Goal of the exercise: The records below should be printed once more, exactly as they appear.

Records shown:
◇ ◇ ◇

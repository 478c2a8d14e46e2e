//! Roadmap generation seam.
//!
//! `AppState` holds an `Arc<dyn RoadmapGenerator>`, so handlers and tests
//! never talk to the OpenAI API directly. The returned text is untrusted
//! and always goes through `ingest` before anything is persisted.

use async_trait::async_trait;

use crate::errors::AppError;
use crate::llm_client::LlmClient;
use crate::roadmap::prompts::{ROADMAP_PROMPT_TEMPLATE, ROADMAP_SYSTEM};

/// Inputs to a roadmap generation call.
#[derive(Debug, Clone)]
pub struct GenerateParams {
    pub goal: String,
    pub skills: Vec<String>,
    pub hours_per_day: u32,
    pub duration_months: u32,
    pub include_weekends: bool,
}

#[async_trait]
pub trait RoadmapGenerator: Send + Sync {
    /// Returns the raw model output for a roadmap request. May fail with a
    /// network or API error, or return text that later fails ingest; both
    /// surface to the user as a retryable failure.
    async fn generate_roadmap(&self, params: &GenerateParams) -> Result<String, AppError>;
}

#[async_trait]
impl RoadmapGenerator for LlmClient {
    async fn generate_roadmap(&self, params: &GenerateParams) -> Result<String, AppError> {
        let prompt = ROADMAP_PROMPT_TEMPLATE
            .replace("{goal}", &params.goal)
            .replace("{skills}", &params.skills.join(", "))
            .replace("{hours_per_day}", &params.hours_per_day.to_string())
            .replace("{duration_months}", &params.duration_months.to_string())
            .replace("{include_weekends}", &params.include_weekends.to_string());

        Ok(self.call(ROADMAP_SYSTEM, &prompt).await?)
    }
}
use anyhow::{Context, Result};

/// Application configuration loaded from environment variables.
/// Fails at startup if required variables are missing.
#[derive(Debug, Clone)]
pub struct Config {
    pub database_url: String,
    pub openai_api_key: String,
    pub openai_model: String,
    pub port: u16,
    pub rust_log: String,
}

impl Config {
    pub fn from_env() -> Result<Self> {
        dotenvy::dotenv().ok(); // load .env if present; ignore if missing

        Ok(Config {
            database_url: require_env("DATABASE_URL")?,
            openai_api_key: require_env("OPENAI_API_KEY")?,
            openai_model: std::env::var("OPENAI_MODEL")
                .unwrap_or_else(|_| "gpt-4o-mini".to_string()),
            port: std::env::var("PORT")
                .unwrap_or_else(|_| "8080".to_string())
                .parse::<u16>()
                .context("PORT must be a valid port number")?,
            rust_log: std::env::var("RUST_LOG").unwrap_or_else(|_| "info".to_string()),
        })
    }
}

fn require_env(key: &str) -> Result<String> {
    std::env::var(key).with_context(|| format!("Required environment variable '{key}' is not set"))
}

◇ ◇ ◇

Task result:
repository 478c2a8d14e46e2e
//! Roadmap generation seam.
//!
//! `AppState` holds an `Arc<dyn RoadmapGenerator>`, so handlers and tests
//! never talk to the OpenAI API directly. The returned text is untrusted
//! and always goes through `ingest` before anything is persisted.

use async_trait::async_trait;

use crate::errors::AppError;
use crate::llm_client::LlmClient;
use crate::roadmap::prompts::{ROADMAP_PROMPT_TEMPLATE, ROADMAP_SYSTEM};

/// Inputs to a roadmap generation call.
#[derive(Debug, Clone)]
pub struct GenerateParams {
    pub goal: String,
    pub skills: Vec<String>,
    pub hours_per_day: u32,
    pub duration_months: u32,
    pub include_weekends: bool,
}

#[async_trait]
pub trait RoadmapGenerator: Send + Sync {
    /// Returns the raw model output for a roadmap request. May fail with a
    /// network or API error, or return text that later fails ingest; both
    /// surface to the user as a retryable failure.
    async fn generate_roadmap(&self, params: &GenerateParams) -> Result<String, AppError>;
}

#[async_trait]
impl RoadmapGenerator for LlmClient {
    async fn generate_roadmap(&self, params: &GenerateParams) -> Result<String, AppError> {
        let prompt = ROADMAP_PROMPT_TEMPLATE
            .replace("{goal}", &params.goal)
            .replace("{skills}", &params.skills.join(", "))
            .replace("{hours_per_day}", &params.hours_per_day.to_string())
            .replace("{duration_months}", &params.duration_months.to_string())
            .replace("{include_weekends}", &params.include_weekends.to_string());

        Ok(self.call(ROADMAP_SYSTEM, &prompt).await?)
    }
}
use anyhow::{Context, Result};

/// Application configuration loaded from environment variables.
/// Fails at startup if required variables are missing.
#[derive(Debug, Clone)]
pub struct Config {
    pub database_url: String,
    pub openai_api_key: String,
    pub openai_model: String,
    pub port: u16,
    pub rust_log: String,
}

impl Config {
    pub fn from_env() -> Result<Self> {
        dotenvy::dotenv().ok(); // load .env if present; ignore if missing

        Ok(Config {
            database_url: require_env("DATABASE_URL")?,
            openai_api_key: require_env("OPENAI_API_KEY")?,
            openai_model: std::env::var("OPENAI_MODEL")
                .unwrap_or_else(|_| "gpt-4o-mini".to_string()),
            port: std::env::var("PORT")
                .unwrap_or_else(|_| "8080".to_string())
                .parse::<u16>()
                .context("PORT must be a valid port number")?,
            rust_log: std::env::var("RUST_LOG").unwrap_or_else(|_| "info".to_string()),
        })
    }
}

fn require_env(key: &str) -> Result<String> {
    std::env::var(key).with_context(|| format!("Required environment variable '{key}' is not set"))
}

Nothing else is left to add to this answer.